Where the records hold the string "client", show the whole line it sits on.

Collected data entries

------------------------------------------------------------

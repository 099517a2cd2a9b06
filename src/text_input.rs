//! Text input controller: the inline overlay used to type a new transcription
//! or re-edit an existing one, the drawing drags that place it, and the
//! double-click detector that reopens it.
//!
//! The overlay lives in its own local space laid out at the font's natural
//! size. Its transform maps that space into view space, so a new span simply
//! inherits it and renders exactly where the overlay was.

#[cfg(test)]
#[path = "text_input_test.rs"]
mod text_input_test;

use crate::consts::SINGULAR_EPSILON;
use crate::error::EditorError;
use crate::geom::{Affine, Point, Rect};
use crate::input::Target;
use crate::measure::TextMeasure;
use crate::path::Path;
use crate::selection::Selection;
use crate::store::{Baseline, Direction, Script, Span, SpanId, SpanStore};

/// Lifecycle of the overlay.
#[derive(Debug, Clone, Copy, PartialEq, Eq)]
pub enum TextInputState {
    Idle,
    /// Shown and placed, not yet focused.
    Positioning,
    Editing,
}

/// What a commit will write to.
#[derive(Debug, Clone, Copy, PartialEq, Eq)]
pub enum OverlayTarget {
    New,
    Existing(SpanId),
}

/// Placement and contents of the text-entry overlay.
#[derive(Debug, Clone, PartialEq)]
pub struct Overlay {
    pub target: OverlayTarget,
    /// Input box in overlay-local space.
    pub local: Rect,
    /// Overlay-local → view.
    pub transform: Affine,
    pub lang: String,
    pub direction: Direction,
    pub baseline: Baseline,
    pub font: String,
    pub value: String,
    /// Distance from the top of the box down to the baseline, in local units.
    baseline_offset: f64,
}

/// Result of committing the overlay.
#[derive(Debug, Clone, Copy, PartialEq, Eq)]
pub enum Commit {
    /// Nothing to write (no overlay, or an empty new span).
    Nothing,
    Created(SpanId),
    Updated(SpanId),
    Deleted(SpanId),
}

/// What a press-and-drag with a drawing tool lays out.
#[derive(Debug, Clone, PartialEq)]
pub enum DraftKind {
    /// A box the new overlay fills.
    Box,
    /// A baseline the new text runs along.
    Baseline,
    /// A line whose length becomes the session font size.
    Measure { previous_font: String },
}

/// A drawing drag in progress. Both ends are in view space so the drawn
/// shape stays put under any pan, zoom or rotation.
#[derive(Debug, Clone, PartialEq)]
pub struct Draft {
    pub kind: DraftKind,
    pub start: Point,
    pub current: Point,
}

impl Draft {
    /// Box spanned by the two ends.
    #[must_use]
    pub fn rect(&self) -> Rect {
        Rect::from_corners(self.start, self.current)
    }

    #[must_use]
    pub fn length(&self) -> f64 {
        self.start.distance(self.current)
    }

    /// Pixel size a measuring line asks for, if it is long enough to mean one.
    #[must_use]
    pub fn measured_px(&self) -> Option<f64> {
        let px = self.length().round();
        (matches!(self.kind, DraftKind::Measure { .. }) && px >= 1.0).then_some(px)
    }
}

#[derive(Debug, Clone)]
pub struct TextInput {
    overlay: Option<Overlay>,
    draft: Option<Draft>,
    focused: bool,
    min_box_size: f64,
}

impl TextInput {
    #[must_use]
    pub fn new(min_box_size: f64) -> Self {
        Self { overlay: None, draft: None, focused: false, min_box_size }
    }

    #[must_use]
    pub fn state(&self) -> TextInputState {
        match (&self.overlay, self.focused) {
            (None, _) => TextInputState::Idle,
            (Some(_), false) => TextInputState::Positioning,
            (Some(_), true) => TextInputState::Editing,
        }
    }

    #[must_use]
    pub fn overlay(&self) -> Option<&Overlay> {
        self.overlay.as_ref()
    }

    #[must_use]
    pub fn is_visible(&self) -> bool {
        self.overlay.is_some()
    }

    #[must_use]
    pub fn draft(&self) -> Option<&Draft> {
        self.draft.as_ref()
    }

    /// Start a drawing drag at `start` (view space).
    pub fn begin_draft(&mut self, kind: DraftKind, start: Point) {
        self.draft = Some(Draft { kind, start, current: start });
    }

    /// Move the free end of the drag. Returns the updated drag, if any.
    pub fn draft_to(&mut self, current: Point) -> Option<&Draft> {
        let draft = self.draft.as_mut()?;
        draft.current = current;
        Some(&*draft)
    }

    /// End the drag and hand it back.
    pub fn take_draft(&mut self) -> Option<Draft> {
        self.draft.take()
    }

    /// Place the overlay over a drawn box (view space). Returns false when the
    /// box is too small in either dimension to be intentional.
    ///
    /// The overlay is scaled uniformly so its natural line height fills the
    /// box height exactly.
    ///
    /// # Errors
    ///
    /// Returns [`EditorError::SingularTransform`] when the font measures with no
    /// height, or any error from the measurement service.
    pub fn open_new(&mut self, rect: Rect, lang: &str, font: &str, measure: &dyn TextMeasure) -> Result<bool, EditorError> {
        if rect.width <= self.min_box_size || rect.height <= self.min_box_size {
            return Ok(false);
        }
        let metrics = measure.measure("", font)?;
        let natural = metrics.height();
        if natural < SINGULAR_EPSILON {
            return Err(EditorError::SingularTransform { det: natural });
        }
        let scale = rect.height / natural;
        let origin = Point::new(rect.x, rect.y);
        let script = Script::for_lang(lang);
        self.overlay = Some(Overlay {
            target: OverlayTarget::New,
            local: Rect::new(rect.x, rect.y, rect.width / scale, natural),
            transform: Affine::about(origin, Affine::scale(scale, scale)),
            lang: lang.to_owned(),
            direction: script.direction,
            baseline: script.baseline,
            font: font.to_owned(),
            value: String::new(),
            baseline_offset: metrics.baseline_offset(script.baseline),
        });
        self.focused = false;
        Ok(true)
    }

    /// Place the overlay on a drawn baseline from `start` to `end` (view
    /// space), at the font's natural size and turned to the baseline's angle.
    /// The new span's path is that baseline. Returns false when the line is
    /// too short to be intentional.
    ///
    /// # Errors
    ///
    /// Returns [`EditorError::SingularTransform`] when the font measures with no
    /// height, or any error from the measurement service.
    pub fn open_on_baseline(&mut self, start: Point, end: Point, lang: &str, font: &str, measure: &dyn TextMeasure) -> Result<bool, EditorError> {
        let length = start.distance(end);
        if length <= self.min_box_size {
            return Ok(false);
        }
        let metrics = measure.measure("", font)?;
        let natural = metrics.height();
        if natural < SINGULAR_EPSILON {
            return Err(EditorError::SingularTransform { det: natural });
        }
        let run = end.sub(start);
        let angle = run.y.atan2(run.x).to_degrees();
        let script = Script::for_lang(lang);
        let offset = metrics.baseline_offset(script.baseline);
        self.overlay = Some(Overlay {
            target: OverlayTarget::New,
            local: Rect::new(0.0, -offset, length, natural),
            transform: Affine::translate(start.x, start.y).compose(&Affine::rotate_deg(angle)),
            lang: lang.to_owned(),
            direction: script.direction,
            baseline: script.baseline,
            font: font.to_owned(),
            value: String::new(),
            baseline_offset: offset,
        });
        self.focused = false;
        Ok(true)
    }

    /// Place the overlay over an existing span, pre-filled with its text.
    pub fn open_existing(&mut self, span: &Span) {
        let local = span.local_bounds().unwrap_or_else(|| Rect::new(0.0, 0.0, 0.0, span.ascent + span.descent));
        let script = span.script();
        self.overlay = Some(Overlay {
            target: OverlayTarget::Existing(span.id),
            local,
            transform: span.transform,
            lang: span.lang.clone(),
            direction: script.direction,
            baseline: script.baseline,
            font: span.font.clone(),
            value: span.text.clone(),
            baseline_offset: span.ascent,
        });
        self.focused = false;
    }

    /// The overlay received focus.
    pub fn focus(&mut self) {
        if self.overlay.is_some() {
            self.focused = true;
        }
    }

    /// Replace the overlay's text.
    pub fn set_value(&mut self, value: &str) {
        if let Some(overlay) = self.overlay.as_mut() {
            value.clone_into(&mut overlay.value);
        }
    }

    /// Hide the overlay without writing anything.
    pub fn cancel(&mut self) -> bool {
        self.focused = false;
        self.overlay.take().is_some()
    }

    /// Write the overlay's value into the store and hide it.
    ///
    /// Blank input deletes the span being edited (if any) and clears the
    /// selection. A new span becomes the sole selection. A re-edited span whose
    /// path was never hand-edited gets a fresh baseline matching the new text's
    /// natural width.
    ///
    /// # Errors
    ///
    /// Returns any error from the measurement service; the overlay stays open
    /// and the store is untouched in that case.
    pub fn commit(&mut self, store: &mut SpanStore, selection: &mut Selection, measure: &dyn TextMeasure) -> Result<Commit, EditorError> {
        let Some(overlay) = self.overlay.clone() else {
            return Ok(Commit::Nothing);
        };
        let text = overlay.value.trim();

        let outcome = if text.is_empty() {
            selection.clear(store);
            match overlay.target {
                OverlayTarget::New => Commit::Nothing,
                OverlayTarget::Existing(id) => {
                    selection.forget(&id);
                    match store.remove(&id) {
                        Some(_) => Commit::Deleted(id),
                        None => Commit::Nothing,
                    }
                }
            }
        } else {
            match overlay.target {
                OverlayTarget::New => {
                    let metrics = measure.measure(text, &overlay.font)?;
                    let span = new_span(&overlay, text, metrics.ascent + metrics.descent);
                    let id = span.id;
                    store.insert(span);
                    selection.select_only(store, id);
                    Commit::Created(id)
                }
                OverlayTarget::Existing(id) => {
                    let Some(span) = store.get_mut(&id) else {
                        self.cancel();
                        return Ok(Commit::Nothing);
                    };
                    if span.default_path {
                        let advance = measure.measure(text, &span.font)?.advance;
                        if let Some(start) = span.path.first_point() {
                            span.path = Path::line(start, Point::new(start.x + advance, start.y));
                        }
                    }
                    text.clone_into(&mut span.text);
                    span.sync_text_length();
                    Commit::Updated(id)
                }
            }
        };
        self.cancel();
        Ok(outcome)
    }
}

fn new_span(overlay: &Overlay, text: &str, natural: f64) -> Span {
    let y = overlay.local.y + overlay.baseline_offset;
    let path = Path::line(Point::new(overlay.local.x, y), Point::new(overlay.local.right(), y));
    Span {
        id: uuid::Uuid::new_v4(),
        transform: overlay.transform,
        text_length: path.length(),
        path,
        text: text.to_owned(),
        lang: overlay.lang.clone(),
        font: overlay.font.clone(),
        ascent: overlay.baseline_offset,
        descent: natural - overlay.baseline_offset,
        default_path: true,
        selected: false,
        z: 0,
    }
}

/// Emulated double-click: two presses close in time and space.
#[derive(Debug, Clone)]
pub struct ClickTracker {
    last: Option<(Point, f64)>,
    window_ms: f64,
    radius_px: f64,
}

impl ClickTracker {
    #[must_use]
    pub fn new(window_ms: f64, radius_px: f64) -> Self {
        Self { last: None, window_ms, radius_px }
    }

    /// Record a pointer-down. Returns true when it completes a double-click on
    /// a span: within the window and radius of the previous press, on any target.
    pub fn register(&mut self, client: Point, now_ms: f64, target: Target) -> bool {
        let paired = self
            .last
            .is_some_and(|(at, when)| now_ms - when <= self.window_ms && now_ms >= when && client.distance(at) <= self.radius_px);
        if paired && matches!(target, Target::Span(_)) {
            self.last = None;
            return true;
        }
        self.last = Some((client, now_ms));
        false
    }

    pub fn reset(&mut self) {
        self.last = None;
    }
}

------------------------------------------------------------

Answer —
    pub fn register(&mut self, client: Point, now_ms: f64, target: Target) -> bool {
            .is_some_and(|(at, when)| now_ms - when <= self.window_ms && now_ms >= when && client.distance(at) <= self.radius_px);
        self.last = Some((client, now_ms));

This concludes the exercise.